A 61-year-old Wichita man convicted at his August trial of randomly abducting and raping a 15-year-old girl who was walking home from a local grocery store was sentenced Monday to 47 1/2 years in prison, according to Sedgwick County District Attorney’s Office spokesman Dan Dillon.

Police arrested Anthony Craig Seymour after the girl jumped out of his car following the Nov. 18, 2019, assault. Wichita police have said Seymour shouted at the teenager while she was walking to the Dillons store on Douglas and Hillside then pulled his car in front of her, halting her on her way back home. He got out of the car, put a knife against her throat, grabbed her hair and forced her into the passenger seat, according to police and court records.

He then drove her to the 300 block of North Volutsia, where he sexually assaulted her, the records say.

A woman who called 911 used GPS to track the girl’s cellphone to the Volutsia address. Police searching the area saw the girl roll down the window of Seymour’s moving car and wave before she jumped out half naked, according to court records.

GPS tracking on the girl’s phone, which she left behind in the car, led police to Seymour’s home in the 1900 block of North Lorraine, where he was taken into custody with the knife and her property still in his possession, records say.

Seymour represented himself at his August trial over his own objections that he was neither educated nor prepared enough to act as his own lawyer, despite being warned by a Sedgwick County judge months ago of the pitfalls of self-representation after he fired his defense attorneys.

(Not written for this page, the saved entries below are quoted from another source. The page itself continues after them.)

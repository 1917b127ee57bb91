use serde::{Deserialize, Serialize};

/// Connection settings for the binding store.
#[derive(Debug, Clone, Serialize, Deserialize)]
pub struct PostgresConfig {
    pub host: String,
    pub port: u16,
    pub database: String,
    pub username: String,
    pub password: String,
    pub max_pool_size: usize,
}

impl Default for PostgresConfig {
    fn default() -> Self {
        PostgresConfig {
            host: "localhost".to_string(),
            port: 5432,
            database: "thermoband".to_string(),
            username: "thermoband".to_string(),
            password: "thermoband".to_string(),
            max_pool_size: 5,
        }
    }
}
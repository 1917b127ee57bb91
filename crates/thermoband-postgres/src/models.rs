use chrono::{DateTime, Utc};
use serde::{Deserialize, Serialize};

use thermoband_domain::{DeviceBinding, Patient, Reading};

/// Binding row for PostgreSQL storage with timestamp metadata
#[derive(Debug, Clone, Serialize, Deserialize)]
pub struct BindingRow {
    pub mac_address: String,
    pub user_id: String,
    pub patient_id: Option<String>,
    pub interval_seconds: i32,
    pub reset_requested: bool,
    pub created_at: DateTime<Utc>,
    pub updated_at: DateTime<Utc>,
}

impl From<BindingRow> for DeviceBinding {
    fn from(row: BindingRow) -> Self {
        DeviceBinding {
            mac_address: row.mac_address,
            user_id: row.user_id,
            patient_id: row.patient_id,
            interval_seconds: row.interval_seconds,
            reset_requested: row.reset_requested,
            created_at: Some(row.created_at),
            updated_at: Some(row.updated_at),
        }
    }
}

/// Patient row for PostgreSQL storage
#[derive(Debug, Clone, Serialize, Deserialize)]
pub struct PatientRow {
    pub patient_id: String,
    pub user_id: String,
    pub patient_name: String,
    pub age: i32,
    pub created_at: DateTime<Utc>,
    pub updated_at: DateTime<Utc>,
}

impl From<PatientRow> for Patient {
    fn from(row: PatientRow) -> Self {
        Patient {
            patient_id: row.patient_id,
            user_id: row.user_id,
            name: row.patient_name,
            age: row.age,
            created_at: Some(row.created_at),
            updated_at: Some(row.updated_at),
        }
    }
}

/// Reading row for PostgreSQL storage
#[derive(Debug, Clone, Serialize, Deserialize)]
pub struct ReadingRow {
    pub reading_id: i64,
    pub patient_id: Option<String>,
    pub temperature: f64,
    pub recorded_at: DateTime<Utc>,
}

impl From<ReadingRow> for Reading {
    fn from(row: ReadingRow) -> Self {
        Reading {
            reading_id: row.reading_id,
            patient_id: row.patient_id,
            temperature: row.temperature,
            recorded_at: row.recorded_at,
        }
    }
}
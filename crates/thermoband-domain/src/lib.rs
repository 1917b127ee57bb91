pub mod binding;
pub mod binding_service;
pub mod directive;
pub mod error;
pub mod in_memory;
pub mod ingestion_service;
pub mod patient;
pub mod patient_service;
pub mod reading;
pub mod repository;
pub mod reset_workflow;
pub mod throttle_gate;
pub mod validate;

pub use binding::*;
pub use binding_service::{
    AssignDeviceRequest, BindingService, RegisterDeviceRequest, RequestResetRequest,
    SetIntervalRequest,
};
pub use directive::*;
pub use error::{DomainError, DomainResult};
pub use in_memory::*;
pub use ingestion_service::{IngestOutcome, IngestionService, RecordReadingRequest};
pub use patient::*;
pub use patient_service::{CreatePatientRequest, PatientService};
pub use reading::*;
pub use repository::{BindingRepository, PatientRepository, ReadingRepository};
pub use reset_workflow::{ResetDispatcher, ResetWorkflow, SpawningResetDispatcher};
pub use throttle_gate::{InMemoryThrottleGate, ThrottleGate, MIN_ACCEPT_WINDOW};
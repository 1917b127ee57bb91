mod binding_repository;
mod client;
mod config;
mod models;
mod patient_repository;
mod reading_repository;
mod schema;

pub use binding_repository::PostgresBindingRepository;
pub use client::PostgresClient;
pub use config::PostgresConfig;
pub use models::{BindingRow, PatientRow, ReadingRow};
pub use patient_repository::PostgresPatientRepository;
pub use reading_repository::PostgresReadingRepository;
pub use schema::apply_schema;
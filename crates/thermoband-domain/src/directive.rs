use serde::{Deserialize, Serialize};

/// Default sampling interval communicated to a device when nothing better is
/// known (fresh bindings, storage-failure fallback).
pub const DEFAULT_INTERVAL_SECONDS: i32 = 300;

/// Sampling directive returned to a device after every ingestion attempt.
///
/// `interval_seconds` is advisory; the server only enforces the throttle
/// gate's fixed minimum window. `reset` tells the device to wipe its local
/// state and re-enter pairing mode.
#[derive(Debug, Clone, Copy, PartialEq, Eq, Serialize, Deserialize)]
pub struct Directive {
    pub interval_seconds: i32,
    pub reset: bool,
}

impl Default for Directive {
    fn default() -> Self {
        Directive {
            interval_seconds: DEFAULT_INTERVAL_SECONDS,
            reset: false,
        }
    }
}
use chrono::{DateTime, Utc};
use serde::{Deserialize, Serialize};

use crate::directive::Directive;

/// Device–patient association record, keyed by the device hardware address.
///
/// `patient_id` is null exactly while the device sits in the unassigned
/// pool. `reset_requested` is a transient flag cleared by the reset
/// workflow once the device has acknowledged the directive.
#[derive(Debug, Clone, PartialEq, Serialize, Deserialize)]
pub struct DeviceBinding {
    pub mac_address: String,
    pub user_id: String,
    pub patient_id: Option<String>,
    pub interval_seconds: i32,
    pub reset_requested: bool,
    pub created_at: Option<DateTime<Utc>>,
    pub updated_at: Option<DateTime<Utc>>,
}

impl DeviceBinding {
    pub fn directive(&self) -> Directive {
        Directive {
            interval_seconds: self.interval_seconds,
            reset: self.reset_requested,
        }
    }
}

/// Input for creating a fresh binding in the unassigned pool.
#[derive(Debug, Clone)]
pub struct CreateBindingInput {
    pub mac_address: String,
    pub user_id: String,
}

/// Outcome of a device registration attempt.
///
/// Callers must branch on this rather than treating any non-error return as
/// a fresh registration.
#[derive(Debug, Clone, PartialEq)]
pub enum RegisterDeviceOutcome {
    /// A new binding row was created for this user.
    New(DeviceBinding),
    /// The device was already registered by the same user; nothing changed.
    AlreadyOwned(DeviceBinding),
    /// The device is claimed by a different user.
    ClaimedByOther { mac_address: String },
}
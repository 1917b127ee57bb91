use config::{Config, ConfigError, Environment};
use serde::{Deserialize, Serialize};

#[derive(Debug, Deserialize, Serialize, Clone)]
pub struct ServiceConfig {
    /// Log level (trace, debug, info, warn, error)
    #[serde(default = "default_log_level")]
    pub log_level: String,

    // HTTP configuration
    /// HTTP server host
    #[serde(default = "default_http_host")]
    pub http_host: String,

    /// HTTP server port
    #[serde(default = "default_http_port")]
    pub http_port: u16,

    // PostgreSQL configuration
    /// PostgreSQL host
    #[serde(default = "default_postgres_host")]
    pub postgres_host: String,

    /// PostgreSQL port
    #[serde(default = "default_postgres_port")]
    pub postgres_port: u16,

    /// PostgreSQL database name
    #[serde(default = "default_postgres_database")]
    pub postgres_database: String,

    /// PostgreSQL username
    #[serde(default = "default_postgres_username")]
    pub postgres_username: String,

    /// PostgreSQL password
    #[serde(default = "default_postgres_password")]
    pub postgres_password: String,

    /// Maximum connections in the pool
    #[serde(default = "default_postgres_max_pool_size")]
    pub postgres_max_pool_size: usize,

    // JWT configuration
    /// JWT signing secret (required for production)
    #[serde(default = "default_jwt_secret")]
    pub jwt_secret: String,

    /// JWT token expiration in hours (default: 24)
    #[serde(default = "default_jwt_expiration_hours")]
    pub jwt_expiration_hours: u64,

    // Device configuration
    /// Shared API key expected from device firmware; unset disables the
    /// check (local development only)
    #[serde(default)]
    pub device_api_key: Option<String>,
}

fn default_log_level() -> String {
    "info".to_string()
}

// HTTP defaults
fn default_http_host() -> String {
    "0.0.0.0".to_string()
}

fn default_http_port() -> u16 {
    5000
}

// PostgreSQL defaults
fn default_postgres_host() -> String {
    "localhost".to_string()
}

fn default_postgres_port() -> u16 {
    5432
}

fn default_postgres_database() -> String {
    "thermoband".to_string()
}

fn default_postgres_username() -> String {
    "thermoband".to_string()
}

fn default_postgres_password() -> String {
    "thermoband".to_string()
}

fn default_postgres_max_pool_size() -> usize {
    5
}

// JWT defaults
fn default_jwt_secret() -> String {
    "change-me-in-production".to_string()
}

fn default_jwt_expiration_hours() -> u64 {
    24
}

impl ServiceConfig {
    pub fn from_env() -> Result<Self, ConfigError> {
        Config::builder()
            .add_source(Environment::with_prefix("THERMOBAND"))
            .build()?
            .try_deserialize()
    }
}
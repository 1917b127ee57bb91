//! Wire types. Field names keep the camelCase contract the device firmware
//! and clinical frontend already speak.

use chrono::{DateTime, Utc};
use serde::{Deserialize, Serialize};

use thermoband_domain::{DeviceBinding, Patient, Reading};

#[derive(Debug, Serialize, Deserialize)]
pub struct ErrorResponse {
    pub error: String,
}

#[derive(Debug, Serialize, Deserialize)]
pub struct MessageResponse {
    pub message: String,
}

#[derive(Debug, Serialize, Deserialize)]
#[serde(rename_all = "camelCase")]
pub struct IngestReadingRequest {
    pub mac_address: String,
    pub temperature: f64,
}

#[derive(Debug, Serialize, Deserialize)]
#[serde(rename_all = "camelCase")]
pub struct ReadingDto {
    pub reading_id: i64,
    pub patient_id: Option<String>,
    pub temperature: f64,
    pub recorded_at: DateTime<Utc>,
}

impl From<Reading> for ReadingDto {
    fn from(reading: Reading) -> Self {
        ReadingDto {
            reading_id: reading.reading_id,
            patient_id: reading.patient_id,
            temperature: reading.temperature,
            recorded_at: reading.recorded_at,
        }
    }
}

/// Every ingestion answer carries the directive pair, success or not, so
/// the device's reporting loop never stalls.
#[derive(Debug, Serialize, Deserialize)]
#[serde(rename_all = "camelCase")]
pub struct IngestReadingResponse {
    #[serde(skip_serializing_if = "Option::is_none")]
    pub message: Option<String>,
    #[serde(skip_serializing_if = "Option::is_none")]
    pub error: Option<String>,
    #[serde(skip_serializing_if = "Option::is_none")]
    pub reading: Option<ReadingDto>,
    pub interval: i32,
    pub reset: bool,
}

#[derive(Debug, Serialize, Deserialize)]
#[serde(rename_all = "camelCase")]
pub struct RegisterDeviceRequest {
    pub uid: String,
    pub mac_address: String,
}

#[derive(Debug, Serialize, Deserialize)]
#[serde(rename_all = "camelCase")]
pub struct BindingDto {
    pub mac_address: String,
    pub patient_id: Option<String>,
    pub interval: i32,
    pub reset_requested: bool,
}

impl From<DeviceBinding> for BindingDto {
    fn from(binding: DeviceBinding) -> Self {
        BindingDto {
            mac_address: binding.mac_address,
            patient_id: binding.patient_id,
            interval: binding.interval_seconds,
            reset_requested: binding.reset_requested,
        }
    }
}

#[derive(Debug, Serialize, Deserialize)]
pub struct RegisterDeviceResponse {
    pub outcome: String,
    pub binding: BindingDto,
}

#[derive(Debug, Serialize, Deserialize)]
pub struct CreatePatientRequest {
    pub name: String,
    pub age: i32,
}

/// Provisioning-time patient creation, with the owning user named
/// explicitly instead of resolved from a token.
#[derive(Debug, Serialize, Deserialize)]
#[serde(rename_all = "camelCase")]
pub struct ProvisionPatientRequest {
    pub user_id: String,
    pub name: String,
    pub age: i32,
}

#[derive(Debug, Serialize, Deserialize)]
#[serde(rename_all = "camelCase")]
pub struct PatientDto {
    pub patient_id: String,
    pub name: String,
    pub age: i32,
    pub created_at: Option<DateTime<Utc>>,
}

impl From<Patient> for PatientDto {
    fn from(patient: Patient) -> Self {
        PatientDto {
            patient_id: patient.patient_id,
            name: patient.name,
            age: patient.age,
            created_at: patient.created_at,
        }
    }
}

#[derive(Debug, Serialize, Deserialize)]
pub struct PatientCreatedResponse {
    pub message: String,
    pub patient: PatientDto,
}

#[derive(Debug, Serialize, Deserialize)]
#[serde(rename_all = "camelCase")]
pub struct AssignDeviceRequest {
    pub patient_id: String,
    pub mac_address: String,
}

#[derive(Debug, Serialize, Deserialize)]
#[serde(rename_all = "camelCase")]
pub struct ResetDeviceRequest {
    pub mac_address: String,
}

#[derive(Debug, Serialize, Deserialize)]
#[serde(rename_all = "camelCase")]
pub struct SetIntervalRequest {
    pub mac_address: String,
    pub interval: i32,
}

#[derive(Debug, Serialize, Deserialize)]
#[serde(rename_all = "camelCase")]
pub struct DeviceForPatientResponse {
    pub mac_address: Option<String>,
}
use std::sync::Arc;

use tracing::{error, info, warn};

use crate::error::DomainResult;
use crate::repository::{BindingRepository, PatientRepository, ReadingRepository};

/// Detached cleanup that runs once a reset directive has been acknowledged
/// to a device: purge the linked patient's history, delete the patient, and
/// return the binding to the unassigned pool.
///
/// Idempotent: a binding with no linked patient only has its reset flag
/// cleared, and a missing binding is a no-op.
pub struct ResetWorkflow {
    binding_repository: Arc<dyn BindingRepository>,
    patient_repository: Arc<dyn PatientRepository>,
    reading_repository: Arc<dyn ReadingRepository>,
}

impl ResetWorkflow {
    pub fn new(
        binding_repository: Arc<dyn BindingRepository>,
        patient_repository: Arc<dyn PatientRepository>,
        reading_repository: Arc<dyn ReadingRepository>,
    ) -> Self {
        Self {
            binding_repository,
            patient_repository,
            reading_repository,
        }
    }

    pub async fn perform_reset(&self, mac_address: &str) -> DomainResult<()> {
        let binding = match self.binding_repository.get_binding(mac_address).await? {
            Some(binding) => binding,
            None => {
                warn!(mac_address = %mac_address, "reset requested for unknown binding, nothing to do");
                return Ok(());
            }
        };

        if let Some(patient_id) = binding.patient_id {
            // Readings reference the patient row, so they go first; the
            // binding link must also be gone before the patient row can be
            // removed.
            let purged = self
                .reading_repository
                .delete_readings_for_patient(&patient_id)
                .await?;
            self.binding_repository.clear_assignment(mac_address).await?;
            self.patient_repository.delete_patient(&patient_id).await?;

            info!(
                mac_address = %mac_address,
                patient_id = %patient_id,
                purged_readings = purged,
                "device reset complete, binding returned to unassigned pool"
            );
        } else {
            // Nothing linked; just make sure the flag is cleared.
            self.binding_repository.clear_assignment(mac_address).await?;
            info!(mac_address = %mac_address, "device reset complete, no patient was linked");
        }

        Ok(())
    }
}

/// Hand-off point between the ingestion pipeline and the reset workflow.
/// The pipeline never waits on the work it dispatches here.
#[cfg_attr(test, mockall::automock)]
pub trait ResetDispatcher: Send + Sync {
    fn dispatch(&self, mac_address: &str);
}

/// Production dispatcher: runs the workflow on a detached task. Failures
/// are logged and never retried; a later manual reset can still clean up
/// because the workflow is idempotent.
pub struct SpawningResetDispatcher {
    workflow: Arc<ResetWorkflow>,
}

impl SpawningResetDispatcher {
    pub fn new(workflow: Arc<ResetWorkflow>) -> Self {
        Self { workflow }
    }
}

impl ResetDispatcher for SpawningResetDispatcher {
    fn dispatch(&self, mac_address: &str) {
        let workflow = Arc::clone(&self.workflow);
        let mac_address = mac_address.to_string();

        tokio::spawn(async move {
            if let Err(e) = workflow.perform_reset(&mac_address).await {
                error!(
                    mac_address = %mac_address,
                    error = %e,
                    "background device reset failed"
                );
            }
        });
    }
}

Jurors found him guilty of aggravated kidnapping, rape, aggravated criminal sodomy and aggravated robbery on Aug. 3 after a short trial and deliberations. The conviction is Seymour’s second in a Wichita child sex crimes case; in 2004, he was convicted of assaulting a 14-year-old girl.

In a written motion filed with the court Monday, Seymour’s newest defense lawyer asked the court to impose no more than a 10-year sentence, saying Seymour “was forced” to proceed to trial on his own. In the filing, Mark Schoenhofer called his client “the metaphorical lamb being led to the slaughter” and said the “conviction was obtained at the cost of Mr. Seymour’s constitutional right to counsel.”

But District Judge Seth Rundle denied the request and told Seymour he would serve 570 months instead.

Seymour plans to appeal, court records show.